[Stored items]
Content starts

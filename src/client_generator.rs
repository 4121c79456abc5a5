use crate::route_map::{HttpMethod, Route, RouteMap};
use log::debug;
use std::collections::BTreeMap;

/// Generates a typed TypeScript API client from a route map.
///
/// The emitted module exposes one exported async function per
/// (URL template, method) pair: path parameters become positional string
/// arguments, query parameters an optional typed object, a documented
/// request body an explicit `body` argument. Response types reuse the
/// inferred `returnType` texts verbatim. Output is deterministic for a
/// given route map.
pub fn generate_api_client(routes: &RouteMap) -> String {
    // Key by (URL, method) so routes that expand onto the same template
    // (an optional-segment route next to its static sibling) produce a
    // single function; map iteration order makes the winner deterministic.
    let mut functions: BTreeMap<(String, &'static str), String> = BTreeMap::new();

    for table in routes.values() {
        for route in table.values() {
            for url in &route.urls {
                debug!(
                    "Emitting client function for {} {}",
                    route.method.as_token(),
                    url
                );
                functions.insert(
                    (url.clone(), route.method.as_token()),
                    client_function(route, url),
                );
            }
        }
    }

    let mut output = String::from(
        "// Generated by openapi-from-routes. Do not edit by hand.\n\
         /* eslint-disable */\n",
    );
    for function in functions.values() {
        output.push('\n');
        output.push_str(function);
    }
    output
}

/// Renders the client function for one (URL, method) pair.
fn client_function(route: &Route, url: &str) -> String {
    let name = function_name(route.method, url);
    let path_params = path_parameters(url);
    let query_params = unique_query_parameters(route);

    let mut arguments: Vec<String> = path_params
        .iter()
        .map(|p| format!("{}: string", sanitize_identifier(p)))
        .collect();
    if let Some(body_type) = &route.body_type {
        arguments.push(format!("body: {}", body_type));
    }
    if !query_params.is_empty() {
        let members: Vec<String> = query_params
            .iter()
            .map(|p| format!("{}?: string", sanitize_identifier(p)))
            .collect();
        arguments.push(format!("query?: {{ {} }}", members.join("; ")));
    }
    arguments.push("init?: RequestInit".to_string());

    let mut lines = Vec::new();
    if let Some(documentation) = &route.documentation {
        if !documentation.is_empty() {
            lines.push(format!("/** {} */", documentation.replace('\n', " ")));
        }
    }
    lines.push(format!(
        "export async function {}({}): Promise<{}> {{",
        name,
        arguments.join(", "),
        route.return_type
    ));

    if query_params.is_empty() {
        lines.push(format!("    const url = {};", path_template(url)));
    } else {
        lines.push(format!("    let url = {};", path_template(url)));
        lines.push("    if (query) {".to_string());
        lines.push("        const search = new URLSearchParams();".to_string());
        lines.push(
            "        for (const [key, value] of Object.entries(query)) {".to_string(),
        );
        lines.push("            if (value !== undefined) search.append(key, value);".to_string());
        lines.push("        }".to_string());
        lines.push("        if (search.size > 0) url += `?${search}`;".to_string());
        lines.push("    }".to_string());
    }

    let mut fetch_options = vec![format!("method: '{}'", route.method.as_token())];
    if route.body_type.is_some() {
        fetch_options.push("headers: { 'content-type': 'application/json' }".to_string());
        fetch_options.push("body: JSON.stringify(body)".to_string());
    }
    fetch_options.push("...init".to_string());

    lines.push(format!(
        "    const response = await fetch(url, {{ {} }});",
        fetch_options.join(", ")
    ));
    lines.push("    return response.json();".to_string());
    lines.push("}".to_string());

    let mut rendered = lines.join("\n");
    rendered.push('\n');
    rendered
}

/// Derives the function name for a (method, URL) pair:
/// `GET /users/{id}` becomes `getUsersById`, the root URL becomes
/// `getIndex`.
fn function_name(method: HttpMethod, url: &str) -> String {
    let mut name = method.as_token().to_lowercase();

    let mut named_segment = false;
    for segment in url.split('/').filter(|s| !s.is_empty()) {
        if let Some(param) = segment.strip_prefix('{').and_then(|s| s.strip_suffix('}')) {
            name.push_str("By");
            name.push_str(&pascal_case(param));
        } else {
            name.push_str(&pascal_case(segment));
        }
        named_segment = true;
    }

    if !named_segment {
        name.push_str("Index");
    }
    name
}

/// Parameter names appearing in a URL template, in order.
fn path_parameters(url: &str) -> Vec<String> {
    url.split('/')
        .filter_map(|segment| {
            segment
                .strip_prefix('{')
                .and_then(|s| s.strip_suffix('}'))
                .map(|name| name.to_string())
        })
        .collect()
}

/// Query parameter names with repetitions collapsed, first-seen order.
fn unique_query_parameters(route: &Route) -> Vec<String> {
    let mut unique = Vec::new();
    for name in &route.query_parameters {
        if !unique.contains(name) {
            unique.push(name.clone());
        }
    }
    unique
}

/// Renders a URL template as a TypeScript template literal interpolating
/// path parameters: `/users/{id}` becomes `` `/users/${id}` ``.
fn path_template(url: &str) -> String {
    let mut rendered = String::from("`");
    for segment in url.split('/').skip(1) {
        rendered.push('/');
        match segment.strip_prefix('{').and_then(|s| s.strip_suffix('}')) {
            Some(param) => {
                rendered.push_str("${");
                rendered.push_str(&sanitize_identifier(param));
                rendered.push('}');
            }
            None => rendered.push_str(segment),
        }
    }
    rendered.push('`');
    rendered
}

/// Upper-camel-cases a segment, splitting on `-`, `_` and `.`.
fn pascal_case(text: &str) -> String {
    text.split(['-', '_', '.'])
        .filter(|part| !part.is_empty())
        .map(|part| {
            let mut chars = part.chars();
            match chars.next() {
                Some(first) => first.to_uppercase().collect::<String>() + chars.as_str(),
                None => String::new(),
            }
        })
        .collect()
}

/// Restricts a parameter name to identifier characters so rest-style
/// parameter names cannot break the emitted source.
fn sanitize_identifier(name: &str) -> String {
    name.chars()
        .map(|c| if c.is_ascii_alphanumeric() || c == '_' { c } else { '_' })
        .collect()
}
use crate::error::{Error, Result};
use log::debug;
use std::fs;
use std::path::{Path, PathBuf};
use tree_sitter::{Node, Parser, Tree};

/// Syntax parser for TypeScript route handler files.
///
/// The `SourceParser` uses the `tree-sitter-typescript` grammar to parse a
/// handler file into a concrete syntax tree, which the analyzer then walks to
/// find exported handler declarations, response-construction calls and
/// documentation comments.
///
/// # Example
///
/// ```no_run
/// use openapi_from_routes::parser::SourceParser;
/// use std::path::Path;
///
/// let parsed = SourceParser::parse_file(Path::new("src/routes/+server.ts")).unwrap();
/// println!("Root node kind: {}", parsed.root().kind());
/// ```
pub struct SourceParser;

/// A successfully parsed route handler file.
///
/// Owns both the source text and the syntax tree; node text is resolved
/// against the owned source via [`ParsedSource::text`].
pub struct ParsedSource {
    /// Path to the source file
    pub path: PathBuf,
    /// The full source text
    pub source: String,
    /// The parsed syntax tree
    pub tree: Tree,
}

impl ParsedSource {
    /// The root node of the syntax tree.
    pub fn root(&self) -> Node<'_> {
        self.tree.root_node()
    }

    /// The source text covered by `node`.
    pub fn text(&self, node: Node<'_>) -> &str {
        node_text(node, &self.source)
    }
}

impl SourceParser {
    /// Parses a single route handler file into a syntax tree.
    ///
    /// # Errors
    ///
    /// Returns [`Error::Read`] if the file cannot be read or is not valid
    /// UTF-8, [`Error::Grammar`] if the TypeScript grammar cannot be loaded,
    /// and [`Error::Parse`] if the file contains a syntax error anywhere in
    /// its tree. Handler files are presumed syntactically valid by the
    /// calling convention, so a parse failure propagates instead of being
    /// silently dropped.
    pub fn parse_file(path: &Path) -> Result<ParsedSource> {
        debug!("Parsing file: {}", path.display());

        let source = fs::read_to_string(path).map_err(|e| Error::Read {
            file: path.to_path_buf(),
            source: e,
        })?;

        Self::parse_source(path, source)
    }

    /// Parses already-loaded source text on behalf of `path`.
    pub fn parse_source(path: &Path, source: String) -> Result<ParsedSource> {
        let mut parser = Parser::new();
        parser.set_language(&tree_sitter_typescript::LANGUAGE_TYPESCRIPT.into())?;

        let tree = parser.parse(&source, None).ok_or_else(|| Error::Parse {
            file: path.to_path_buf(),
        })?;

        if tree.root_node().has_error() {
            return Err(Error::Parse {
                file: path.to_path_buf(),
            });
        }

        debug!("Successfully parsed file: {}", path.display());

        Ok(ParsedSource {
            path: path.to_path_buf(),
            source,
            tree,
        })
    }
}

/// The source text covered by `node`, or `""` when the span is not valid
/// UTF-8 (cannot happen for trees produced from a `String`).
pub fn node_text<'a>(node: Node<'_>, source: &'a str) -> &'a str {
    node.utf8_text(source.as_bytes()).unwrap_or("")
}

Content ends

WORK TO BE COMPLETED
Using the entries above, output exactly the lines between the line holding "the source file" and the line holding "instead of being", end lines included, and nothing more.

EXERCISE RESPONSE
    /// Path to the source file
    pub path: PathBuf,
    /// The full source text
    pub source: String,
    /// The parsed syntax tree
    pub tree: Tree,
}

impl ParsedSource {
    /// The root node of the syntax tree.
    pub fn root(&self) -> Node<'_> {
        self.tree.root_node()
    }

    /// The source text covered by `node`.
    pub fn text(&self, node: Node<'_>) -> &str {
        node_text(node, &self.source)
    }
}

impl SourceParser {
    /// Parses a single route handler file into a syntax tree.
    ///
    /// # Errors
    ///
    /// Returns [`Error::Read`] if the file cannot be read or is not valid
    /// UTF-8, [`Error::Grammar`] if the TypeScript grammar cannot be loaded,
    /// and [`Error::Parse`] if the file contains a syntax error anywhere in
    /// its tree. Handler files are presumed syntactically valid by the
    /// calling convention, so a parse failure propagates instead of being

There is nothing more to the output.